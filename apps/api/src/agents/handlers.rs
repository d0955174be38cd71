//! Axum route handlers for running a single agent.

use axum::{extract::State, Json};
use serde::Deserialize;
use serde_json::Value;
use tracing::error;

use crate::agents::{assessment, behavioral, market, profiler};
use crate::errors::AppError;
use crate::reports::ReportKey;
use crate::state::AppState;

// ────────────────────────────────────────────────────────────────────────────
// Request types
// ────────────────────────────────────────────────────────────────────────────

#[derive(Debug, Deserialize)]
pub struct CandidateRequest {
    pub person_id: String,
    #[serde(default)]
    pub job_id: Option<String>,
}

#[derive(Debug, Deserialize)]
pub struct JobRequest {
    pub job_id: String,
}

/// Trimmed identifier, or a validation error when nothing is left.
pub(crate) fn require<'a>(field: &str, value: &'a str) -> Result<&'a str, AppError> {
    let value = value.trim();
    if value.is_empty() {
        return Err(AppError::Validation(format!("{field} cannot be empty")));
    }
    Ok(value)
}

/// Blank `job_id` means no job.
fn job_filter(job_id: &Option<String>) -> Option<&str> {
    job_id.as_deref().map(str::trim).filter(|id| !id.is_empty())
}

// ────────────────────────────────────────────────────────────────────────────
// Handlers
// ────────────────────────────────────────────────────────────────────────────

/// POST /api/v1/agents/profile
///
/// Generates the talent intelligence report and saves it under its TIR key.
/// A failed save is logged; the report is still returned.
pub async fn handle_profile(
    State(state): State<AppState>,
    Json(request): Json<CandidateRequest>,
) -> Result<Json<profiler::TalentReport>, AppError> {
    let person_id = require("person_id", &request.person_id)?;
    let job_id = job_filter(&request.job_id);

    let report = profiler::generate_tir(
        &state.store,
        state.llm.as_ref(),
        state.profiler_use_ai,
        person_id,
        job_id,
    )
    .await?;

    let key = ReportKey::talent_intelligence(person_id, job_id);
    match serde_json::to_value(&report) {
        Ok(value) => {
            if let Err(e) = state.sink.store(&key, &value).await {
                error!("Failed to persist {key}: {e}");
            }
        }
        Err(e) => error!("Failed to encode {key}: {e}"),
    }

    Ok(Json(report))
}

/// POST /api/v1/agents/assessment
pub async fn handle_assessment(
    State(state): State<AppState>,
    Json(request): Json<CandidateRequest>,
) -> Result<Json<Value>, AppError> {
    let person_id = require("person_id", &request.person_id)?;

    let challenges = assessment::generate_assessment(
        &state.store,
        state.llm.as_ref(),
        person_id,
        job_filter(&request.job_id),
    )
    .await?;

    Ok(Json(challenges))
}

/// POST /api/v1/agents/behavioral
pub async fn handle_behavioral(
    State(state): State<AppState>,
    Json(request): Json<CandidateRequest>,
) -> Result<Json<Value>, AppError> {
    let person_id = require("person_id", &request.person_id)?;
    let analysis = behavioral::analyze(&state.store, state.llm.as_ref(), person_id).await?;
    Ok(Json(analysis))
}

/// POST /api/v1/agents/market
///
/// A degraded summary or a job without market rows still answers 200; the
/// report carries the fallback or its `error` field.
pub async fn handle_market(
    State(state): State<AppState>,
    Json(request): Json<JobRequest>,
) -> Result<Json<market::MarketReport>, AppError> {
    let job_id = require("job_id", &request.job_id)?;
    let analysis = market::analyze(&state.store, state.llm.as_ref(), job_id).await?;
    Ok(Json(analysis.report))
}

#[cfg(test)]
mod tests {
    use super::*;

    #[test]
    fn test_blank_job_id_is_no_job() {
        assert_eq!(job_filter(&None), None);
        assert_eq!(job_filter(&Some("  ".to_string())), None);
        assert_eq!(job_filter(&Some("JD001".to_string())), Some("JD001"));
    }

    #[test]
    fn test_require_rejects_whitespace() {
        assert!(matches!(
            require("person_id", " \t"),
            Err(AppError::Validation(ref m)) if m == "person_id cannot be empty"
        ));
        assert_eq!(require("person_id", " CAND001\n").unwrap(), "CAND001");
    }
}
//! Market Optimizer: compensation benchmarks, talent trends and sourcing channels
//! for a job, plus a model-written summary.
//!
//! The numbers are computed locally; only the summary comes from the model.
//! A rejected summary degrades to the raw model text rather than failing.

use std::collections::BTreeMap;

use serde::Serialize;
use serde_json::{json, Value};
use tracing::{info, warn};

use crate::agents::prompts::MARKET_SUMMARY_TEMPLATE;
use crate::agents::stats::{compensation_benchmarks, CompensationBenchmarks};
use crate::agents::{complete_json, str_field, AgentError, AgentName};
use crate::llm_client::prompts::{FAIRNESS_INSTRUCTION, JSON_ONLY_INSTRUCTION};
use crate::llm_client::{CompletionClient, CompletionParams};
use crate::normalize::ShapeContract;
use crate::records::{MarketRole, Record, RecordStore};

const TEMPERATURE: f32 = 0.7;
const DEFAULT_SENIORITY: &str = "Mid";
pub const NO_MARKET_DATA: &str = "No market data found";

pub const SUMMARY_KEYS: &[&str] = &["summary", "recommendations"];

pub fn contract() -> ShapeContract {
    ShapeContract::object(SUMMARY_KEYS)
}

#[derive(Debug, Clone, PartialEq, Serialize)]
pub struct Hotspot {
    pub location: String,
    pub openings: u64,
}

#[derive(Debug, Clone, PartialEq, Serialize)]
pub struct TalentTrends {
    pub total_openings: u64,
    pub avg_talent_supply_index: f64,
    pub hotspots: Vec<Hotspot>,
}

#[derive(Debug, Clone, PartialEq, Serialize)]
pub struct ChannelScore {
    pub channel: String,
    pub effectiveness: f64,
}

/// Market intelligence for one job. When no market rows match, only the
/// role fields and `error` are present.
#[derive(Debug, Clone, Serialize)]
pub struct MarketReport {
    pub job_id: String,
    pub role: String,
    pub location: String,
    pub seniority: String,
    #[serde(skip_serializing_if = "Option::is_none")]
    pub compensation: Option<CompensationBenchmarks>,
    #[serde(skip_serializing_if = "Option::is_none")]
    pub talent_trends: Option<TalentTrends>,
    #[serde(skip_serializing_if = "Option::is_none")]
    pub recommended_channels: Option<Vec<ChannelScore>>,
    #[serde(skip_serializing_if = "Option::is_none")]
    pub ai_summary: Option<Value>,
    #[serde(skip_serializing_if = "Option::is_none")]
    pub updated_at: Option<Value>,
    #[serde(skip_serializing_if = "Option::is_none")]
    pub error: Option<String>,
}

/// A market report plus the reason it is degraded, if it is.
#[derive(Debug, Clone)]
pub struct MarketAnalysis {
    pub report: MarketReport,
    pub degraded: Option<String>,
}

/// The role/location/seniority triple market rows are matched on.
#[derive(Debug, Clone, PartialEq, Eq)]
pub struct RoleQuery {
    pub role: String,
    pub location: String,
    pub seniority: String,
}

impl RoleQuery {
    /// Role from `role_title`, then `title`, then `role`; seniority defaults to "Mid".
    pub fn from_job(job: &Record) -> Self {
        let role = ["role_title", "title", "role"]
            .iter()
            .filter_map(|key| str_field(job, key))
            .find(|s| !s.is_empty())
            .unwrap_or_default();
        let seniority = str_field(job, "seniority")
            .filter(|s| !s.is_empty())
            .unwrap_or(DEFAULT_SENIORITY);
        Self {
            role: role.to_string(),
            location: str_field(job, "location").unwrap_or_default().to_string(),
            seniority: seniority.to_string(),
        }
    }

    /// Case-insensitive match on all three fields.
    pub fn matches(&self, row: &MarketRole) -> bool {
        row.role.to_lowercase() == self.role.to_lowercase()
            && row.location.to_lowercase() == self.location.to_lowercase()
            && row.seniority.to_lowercase() == self.seniority.to_lowercase()
    }
}

pub fn talent_trends(rows: &[&MarketRole]) -> TalentTrends {
    let total_openings = rows.iter().map(|r| r.openings).sum();
    let avg_talent_supply_index = if rows.is_empty() {
        0.0
    } else {
        rows.iter().map(|r| r.talent_supply_index).sum::<f64>() / rows.len() as f64
    };
    let mut hotspots: Vec<Hotspot> = rows
        .iter()
        .map(|r| Hotspot {
            location: r.location.clone(),
            openings: r.openings,
        })
        .collect();
    // Stable sort keeps file order among equal openings.
    hotspots.sort_by(|a, b| b.openings.cmp(&a.openings));

    TalentTrends {
        total_openings,
        avg_talent_supply_index,
        hotspots,
    }
}

/// Mean effectiveness per channel across rows, highest first.
pub fn rank_channels(rows: &[&MarketRole]) -> Vec<ChannelScore> {
    let mut scores: BTreeMap<&str, Vec<f64>> = BTreeMap::new();
    for row in rows {
        for (channel, score) in &row.channels {
            scores.entry(channel.as_str()).or_default().push(*score);
        }
    }
    let mut ranked: Vec<ChannelScore> = scores
        .into_iter()
        .map(|(channel, values)| ChannelScore {
            channel: channel.to_string(),
            effectiveness: values.iter().sum::<f64>() / values.len() as f64,
        })
        .collect();
    ranked.sort_by(|a, b| b.effectiveness.total_cmp(&a.effectiveness));
    ranked
}

/// Builds the market report for `job_id`.
pub async fn analyze(
    store: &RecordStore,
    llm: &dyn CompletionClient,
    job_id: &str,
) -> Result<MarketAnalysis, AgentError> {
    let job = store
        .job(job_id)
        .ok_or_else(|| AgentError::not_found("job", job_id))?;
    let query = RoleQuery::from_job(job);

    let rows: Vec<&MarketRole> = store
        .market()
        .roles
        .iter()
        .filter(|row| query.matches(row))
        .collect();

    if rows.is_empty() {
        warn!(
            "No market rows for {job_id} ({} / {} / {})",
            query.role, query.location, query.seniority
        );
        return Ok(MarketAnalysis {
            report: MarketReport {
                job_id: job_id.to_string(),
                role: query.role,
                location: query.location,
                seniority: query.seniority,
                compensation: None,
                talent_trends: None,
                recommended_channels: None,
                ai_summary: None,
                updated_at: None,
                error: Some(NO_MARKET_DATA.to_string()),
            },
            degraded: Some(NO_MARKET_DATA.to_string()),
        });
    }

    let samples: Vec<f64> = rows
        .iter()
        .flat_map(|r| r.salary_samples_inr_lpa.iter().copied())
        .collect();
    let compensation = compensation_benchmarks(&samples);
    let trends = talent_trends(&rows);
    let channels = rank_channels(&rows);
    info!(
        "Market for {job_id}: {} rows, {} salary samples, {} channels",
        rows.len(),
        compensation.sample_size,
        channels.len()
    );

    let prompt = MARKET_SUMMARY_TEMPLATE
        .replace("{json_only_instruction}", JSON_ONLY_INSTRUCTION)
        .replace("{fairness_instruction}", FAIRNESS_INSTRUCTION)
        .replace("{p25}", &compensation.p25.to_string())
        .replace("{median}", &compensation.median.to_string())
        .replace("{p75}", &compensation.p75.to_string())
        .replace("{total_openings}", &trends.total_openings.to_string())
        .replace("{avg_tsi}", &format!("{:.2}", trends.avg_talent_supply_index))
        .replace("{hotspots_json}", &to_json(&trends.hotspots))
        .replace("{channels_json}", &to_json(&channels))
        .replace("{job_id}", job_id)
        .replace("{role}", &query.role)
        .replace("{location}", &query.location)
        .replace("{seniority}", &query.seniority);

    let (ai_summary, degraded) = match complete_json(
        llm,
        AgentName::MarketOptimizer,
        &prompt,
        CompletionParams::with_temperature(TEMPERATURE),
        &contract(),
    )
    .await
    {
        Ok(summary) => (summary, None),
        Err(AgentError::Normalization(failure)) => {
            let fallback = json!({
                "job_id": job_id,
                "summary": failure.raw_text.trim(),
                "recommendations": [],
            });
            (fallback, Some(failure.to_string()))
        }
        Err(e) => return Err(e),
    };

    Ok(MarketAnalysis {
        report: MarketReport {
            job_id: job_id.to_string(),
            role: query.role,
            location: query.location,
            seniority: query.seniority,
            compensation: Some(compensation),
            talent_trends: Some(trends),
            recommended_channels: Some(channels),
            ai_summary: Some(ai_summary),
            updated_at: store.market().updated_at.clone(),
            error: None,
        },
        degraded,
    })
}

fn to_json<T: Serialize>(value: &T) -> String {
    serde_json::to_string(value).unwrap_or_default()
}

#[cfg(test)]
mod tests {
    use super::*;
    use crate::llm_client::fake::FakeCompletionClient;
    use crate::records::tests::fixture_store;

    fn job(value: Value) -> Record {
        match value {
            Value::Object(map) => map,
            _ => unreachable!(),
        }
    }

    #[test]
    fn test_role_query_fallbacks() {
        let q = RoleQuery::from_job(&job(json!({"title": "SRE", "location": "Pune"})));
        assert_eq!(q.role, "SRE");
        assert_eq!(q.location, "Pune");
        assert_eq!(q.seniority, "Mid");

        let q = RoleQuery::from_job(&job(json!({"role_title": "", "role": "Data Engineer"})));
        assert_eq!(q.role, "Data Engineer");
        assert_eq!(q.location, "");
    }

    #[test]
    fn test_trends_and_channels() {
        let store = fixture_store();
        let query = RoleQuery::from_job(store.job("JD001").unwrap());
        let rows: Vec<&MarketRole> = store
            .market()
            .roles
            .iter()
            .filter(|r| query.matches(r))
            .collect();
        assert_eq!(rows.len(), 2);

        let trends = talent_trends(&rows);
        assert_eq!(trends.total_openings, 80);
        assert!((trends.avg_talent_supply_index - 0.5).abs() < 1e-9);
        assert_eq!(trends.hotspots[0].openings, 50);

        let channels = rank_channels(&rows);
        assert_eq!(channels[0].channel, "Referrals");
        assert!((channels[0].effectiveness - 0.9).abs() < 1e-9);
        assert_eq!(channels[1].channel, "LinkedIn");
        assert!((channels[1].effectiveness - 0.6).abs() < 1e-9);
    }

    #[tokio::test]
    async fn test_analyze_with_valid_summary() {
        let store = fixture_store();
        let llm = FakeCompletionClient::always(
            "```json\n{\"job_id\": \"JD001\", \"summary\": \"Competitive market.\", \"recommendations\": [\"Use referrals\"],}\n```",
        );

        let analysis = analyze(&store, &llm, "JD001").await.unwrap();
        assert!(analysis.degraded.is_none());

        let report = serde_json::to_value(&analysis.report).unwrap();
        assert_eq!(report["compensation"]["p25"], 20.0);
        assert_eq!(report["compensation"]["median"], 25.0);
        assert_eq!(report["compensation"]["p75"], 30.0);
        assert_eq!(report["compensation"]["sample_size"], 4);
        assert_eq!(report["ai_summary"]["summary"], "Competitive market.");
        assert_eq!(report["updated_at"], "2025-09-01");
        assert!(report.get("error").is_none());

        let (prompt, _) = &llm.calls()[0];
        assert!(prompt.contains("p25 20, median 25, p75 30"));
        assert!(prompt.contains("Avg Talent Supply Index: 0.50"));
    }

    #[tokio::test]
    async fn test_analyze_falls_back_to_raw_summary() {
        let store = fixture_store();
        let llm = FakeCompletionClient::always("The market is tight; use referrals.");

        let analysis = analyze(&store, &llm, "JD001").await.unwrap();

        assert!(analysis.degraded.unwrap().contains("malformed JSON"));
        let summary = analysis.report.ai_summary.unwrap();
        assert_eq!(
            summary,
            json!({
                "job_id": "JD001",
                "summary": "The market is tight; use referrals.",
                "recommendations": []
            })
        );
    }

    #[tokio::test]
    async fn test_analyze_without_market_rows_skips_model() {
        let llm = FakeCompletionClient::always("{}");
        let mut collections = std::collections::HashMap::new();
        collections.insert(
            crate::records::Collection::Jobs,
            vec![job(json!({"job_id": "JD009", "title": "Designer", "location": "Goa"}))],
        );
        let store = RecordStore::from_parts(collections, crate::records::MarketData::default());

        let analysis = analyze(&store, &llm, "JD009").await.unwrap();

        assert!(llm.calls().is_empty());
        assert_eq!(analysis.degraded.as_deref(), Some(NO_MARKET_DATA));
        let report = serde_json::to_value(&analysis.report).unwrap();
        assert_eq!(
            report,
            json!({
                "job_id": "JD009",
                "role": "Designer",
                "location": "Goa",
                "seniority": "Mid",
                "error": "No market data found"
            })
        );
    }

    #[tokio::test]
    async fn test_analyze_unknown_job() {
        let store = fixture_store();
        let llm = FakeCompletionClient::always("{}");
        let err = analyze(&store, &llm, "JD404").await.unwrap_err();
        assert!(matches!(err, AgentError::NotFound { what: "job", .. }));
    }

    #[tokio::test]
    async fn test_analyze_transport_failure_is_terminal() {
        let store = fixture_store();
        let llm = FakeCompletionClient::failing();
        let err = analyze(&store, &llm, "JD001").await.unwrap_err();
        assert!(matches!(err, AgentError::Llm(_)));
    }
}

* [WHAT IS EXPECTED]
Scan the material above for the word "RecordStore", and copy every line in which it is found.

* [TASK SOLUTION]
use crate::records::{MarketRole, Record, RecordStore};
    store: &RecordStore,
        let store = RecordStore::from_parts(collections, crate::records::MarketData::default());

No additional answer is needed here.